Action item.
Reproduce each entry below in full, exactly as it was given.

Stored data
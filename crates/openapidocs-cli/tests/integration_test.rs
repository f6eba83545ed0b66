//! End-to-end integration tests for the openapidocs CLI

use anyhow::Result;
use std::path::{Path, PathBuf};
use std::process::{Command, Output};

const SPEC_CONTENT: &str = r#"
openapi: 3.0.0
info:
  title: Test API
  version: 1.0.0
  description: Test API for openapidocs integration tests
servers:
  - url: http://localhost:8080/api/v1
    description: Development server
paths:
  /pets:
    get:
      operationId: listPets
      summary: List all pets
      parameters:
        - name: limit
          in: query
          schema:
            type: integer
            default: 20
      responses:
        '200':
          description: A list of pets
          content:
            application/json:
              schema:
                type: array
                items:
                  $ref: '#/components/schemas/Pet'
components:
  schemas:
    Pet:
      type: object
      required: [id]
      properties:
        id:
          type: integer
          format: int64
        name:
          type: string
"#;

/// Creates a test OpenAPI document in the given directory
fn create_test_openapi_spec(dir: &Path) -> Result<PathBuf> {
    let spec_path = dir.join("openapi.yaml");
    std::fs::write(&spec_path, SPEC_CONTENT)?;
    Ok(spec_path)
}

fn openapidocs(args: &[&str]) -> Result<Output> {
    Ok(Command::new(env!("CARGO_BIN_EXE_openapidocs"))
        .args(args)
        .output()?)
}

fn path_arg(path: &Path) -> &str {
    path.to_str().unwrap()
}

#[test]
fn test_gen_docs_mkdocs() -> Result<()> {
    let temp_dir = tempfile::tempdir()?;
    let spec_path = create_test_openapi_spec(temp_dir.path())?;
    let destination = temp_dir.path().join("docs").join("api.md");

    let output = openapidocs(&[
        "gen-docs",
        "-s",
        path_arg(&spec_path),
        "-d",
        path_arg(&destination),
    ])?;

    assert!(
        output.status.success(),
        "stderr: {}",
        String::from_utf8_lossy(&output.stderr)
    );
    let text = std::fs::read_to_string(&destination)?;
    assert!(text.contains("Test API"));
    assert!(text.contains("/pets"));
    assert!(text.contains("http-get"));
    Ok(())
}

#[test]
fn test_gen_docs_plantuml_by_number() -> Result<()> {
    let temp_dir = tempfile::tempdir()?;
    let spec_path = create_test_openapi_spec(temp_dir.path())?;
    let destination = temp_dir.path().join("schemas.puml");

    let output = openapidocs(&[
        "gen-docs",
        "-s",
        path_arg(&spec_path),
        "-d",
        path_arg(&destination),
        "-t",
        "100",
    ])?;

    assert!(output.status.success());
    let text = std::fs::read_to_string(&destination)?;
    assert!(text.starts_with("@startuml"));
    assert!(text.contains("class Pet {"));
    Ok(())
}

#[test]
fn test_gen_docs_with_config_file() -> Result<()> {
    let temp_dir = tempfile::tempdir()?;
    let spec_path = create_test_openapi_spec(temp_dir.path())?;
    let destination = temp_dir.path().join("api.md");
    let config_path = temp_dir.path().join("openapidocs.yaml");
    std::fs::write(
        &config_path,
        format!(
            "source: {}\ndestination: {}\nstyle: MARKDOWN\n",
            path_arg(&spec_path),
            path_arg(&destination)
        ),
    )?;

    let output = openapidocs(&["gen-docs", "--config", path_arg(&config_path)])?;

    assert!(output.status.success());
    let text = std::fs::read_to_string(&destination)?;
    assert!(text.starts_with("# Test API 1.0.0"));
    Ok(())
}

#[test]
fn test_list_styles() -> Result<()> {
    let output = openapidocs(&["list-styles"])?;

    assert!(output.status.success());
    let stdout = String::from_utf8_lossy(&output.stdout);
    assert!(stdout.contains("MKDOCS (1)"));
    assert!(stdout.contains("MARKDOWN (2)"));
    assert!(stdout.contains("PLANTUML_SCHEMAS (100)"));
    assert!(stdout.contains("PLANTUML_API (101)"));
    Ok(())
}

#[test]
fn test_invalid_style_exits_with_user_error() -> Result<()> {
    let temp_dir = tempfile::tempdir()?;
    let spec_path = create_test_openapi_spec(temp_dir.path())?;
    let destination = temp_dir.path().join("api.md");

    let output = openapidocs(&[
        "gen-docs",
        "-s",
        path_arg(&spec_path),
        "-d",
        path_arg(&destination),
        "-t",
        "HTML",
    ])?;

    assert_eq!(output.status.code(), Some(2));
    assert!(!destination.exists());
    Ok(())
}

#[test]
fn test_missing_source_exits_with_user_error() -> Result<()> {
    let temp_dir = tempfile::tempdir()?;
    let destination = temp_dir.path().join("api.md");

    let output = openapidocs(&[
        "gen-docs",
        "-s",
        "does-not-exist.yaml",
        "-d",
        path_arg(&destination),
    ])?;

    assert_eq!(output.status.code(), Some(2));
    Ok(())
}

#[test]
fn test_unsupported_source_exits_with_user_error() -> Result<()> {
    let temp_dir = tempfile::tempdir()?;
    let source = temp_dir.path().join("openapi.txt");
    std::fs::write(&source, "openapi: 3.0.0")?;

    let output = openapidocs(&[
        "gen-docs",
        "-s",
        path_arg(&source),
        "-d",
        path_arg(&temp_dir.path().join("api.md")),
    ])?;

    assert_eq!(output.status.code(), Some(2));
    Ok(())
}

Answer to this exercise.
filename crates/openapidocs-cli/tests/integration_test.rs
repository f6eba83545ed0b66
//! End-to-end integration tests for the openapidocs CLI

use anyhow::Result;
use std::path::{Path, PathBuf};
use std::process::{Command, Output};

const SPEC_CONTENT: &str = r#"
openapi: 3.0.0
info:
  title: Test API
  version: 1.0.0
  description: Test API for openapidocs integration tests
servers:
  - url: http://localhost:8080/api/v1
    description: Development server
paths:
  /pets:
    get:
      operationId: listPets
      summary: List all pets
      parameters:
        - name: limit
          in: query
          schema:
            type: integer
            default: 20
      responses:
        '200':
          description: A list of pets
          content:
            application/json:
              schema:
                type: array
                items:
                  $ref: '#/components/schemas/Pet'
components:
  schemas:
    Pet:
      type: object
      required: [id]
      properties:
        id:
          type: integer
          format: int64
        name:
          type: string
"#;

/// Creates a test OpenAPI document in the given directory
fn create_test_openapi_spec(dir: &Path) -> Result<PathBuf> {
    let spec_path = dir.join("openapi.yaml");
    std::fs::write(&spec_path, SPEC_CONTENT)?;
    Ok(spec_path)
}

fn openapidocs(args: &[&str]) -> Result<Output> {
    Ok(Command::new(env!("CARGO_BIN_EXE_openapidocs"))
        .args(args)
        .output()?)
}

fn path_arg(path: &Path) -> &str {
    path.to_str().unwrap()
}

#[test]
fn test_gen_docs_mkdocs() -> Result<()> {
    let temp_dir = tempfile::tempdir()?;
    let spec_path = create_test_openapi_spec(temp_dir.path())?;
    let destination = temp_dir.path().join("docs").join("api.md");

    let output = openapidocs(&[
        "gen-docs",
        "-s",
        path_arg(&spec_path),
        "-d",
        path_arg(&destination),
    ])?;

    assert!(
        output.status.success(),
        "stderr: {}",
        String::from_utf8_lossy(&output.stderr)
    );
    let text = std::fs::read_to_string(&destination)?;
    assert!(text.contains("Test API"));
    assert!(text.contains("/pets"));
    assert!(text.contains("http-get"));
    Ok(())
}

#[test]
fn test_gen_docs_plantuml_by_number() -> Result<()> {
    let temp_dir = tempfile::tempdir()?;
    let spec_path = create_test_openapi_spec(temp_dir.path())?;
    let destination = temp_dir.path().join("schemas.puml");

    let output = openapidocs(&[
        "gen-docs",
        "-s",
        path_arg(&spec_path),
        "-d",
        path_arg(&destination),
        "-t",
        "100",
    ])?;

    assert!(output.status.success());
    let text = std::fs::read_to_string(&destination)?;
    assert!(text.starts_with("@startuml"));
    assert!(text.contains("class Pet {"));
    Ok(())
}

#[test]
fn test_gen_docs_with_config_file() -> Result<()> {
    let temp_dir = tempfile::tempdir()?;
    let spec_path = create_test_openapi_spec(temp_dir.path())?;
    let destination = temp_dir.path().join("api.md");
    let config_path = temp_dir.path().join("openapidocs.yaml");
    std::fs::write(
        &config_path,
        format!(
            "source: {}\ndestination: {}\nstyle: MARKDOWN\n",
            path_arg(&spec_path),
            path_arg(&destination)
        ),
    )?;

    let output = openapidocs(&["gen-docs", "--config", path_arg(&config_path)])?;

    assert!(output.status.success());
    let text = std::fs::read_to_string(&destination)?;
    assert!(text.starts_with("# Test API 1.0.0"));
    Ok(())
}

#[test]
fn test_list_styles() -> Result<()> {
    let output = openapidocs(&["list-styles"])?;

    assert!(output.status.success());
    let stdout = String::from_utf8_lossy(&output.stdout);
    assert!(stdout.contains("MKDOCS (1)"));
    assert!(stdout.contains("MARKDOWN (2)"));
    assert!(stdout.contains("PLANTUML_SCHEMAS (100)"));
    assert!(stdout.contains("PLANTUML_API (101)"));
    Ok(())
}

#[test]
fn test_invalid_style_exits_with_user_error() -> Result<()> {
    let temp_dir = tempfile::tempdir()?;
    let spec_path = create_test_openapi_spec(temp_dir.path())?;
    let destination = temp_dir.path().join("api.md");

    let output = openapidocs(&[
        "gen-docs",
        "-s",
        path_arg(&spec_path),
        "-d",
        path_arg(&destination),
        "-t",
        "HTML",
    ])?;

    assert_eq!(output.status.code(), Some(2));
    assert!(!destination.exists());
    Ok(())
}

#[test]
fn test_missing_source_exits_with_user_error() -> Result<()> {
    let temp_dir = tempfile::tempdir()?;
    let destination = temp_dir.path().join("api.md");

    let output = openapidocs(&[
        "gen-docs",
        "-s",
        "does-not-exist.yaml",
        "-d",
        path_arg(&destination),
    ])?;

    assert_eq!(output.status.code(), Some(2));
    Ok(())
}

#[test]
fn test_unsupported_source_exits_with_user_error() -> Result<()> {
    let temp_dir = tempfile::tempdir()?;
    let source = temp_dir.path().join("openapi.txt");
    std::fs::write(&source, "openapi: 3.0.0")?;

    let output = openapidocs(&[
        "gen-docs",
        "-s",
        path_arg(&source),
        "-d",
        path_arg(&temp_dir.path().join("api.md")),
    ])?;

    assert_eq!(output.status.code(), Some(2));
    Ok(())
}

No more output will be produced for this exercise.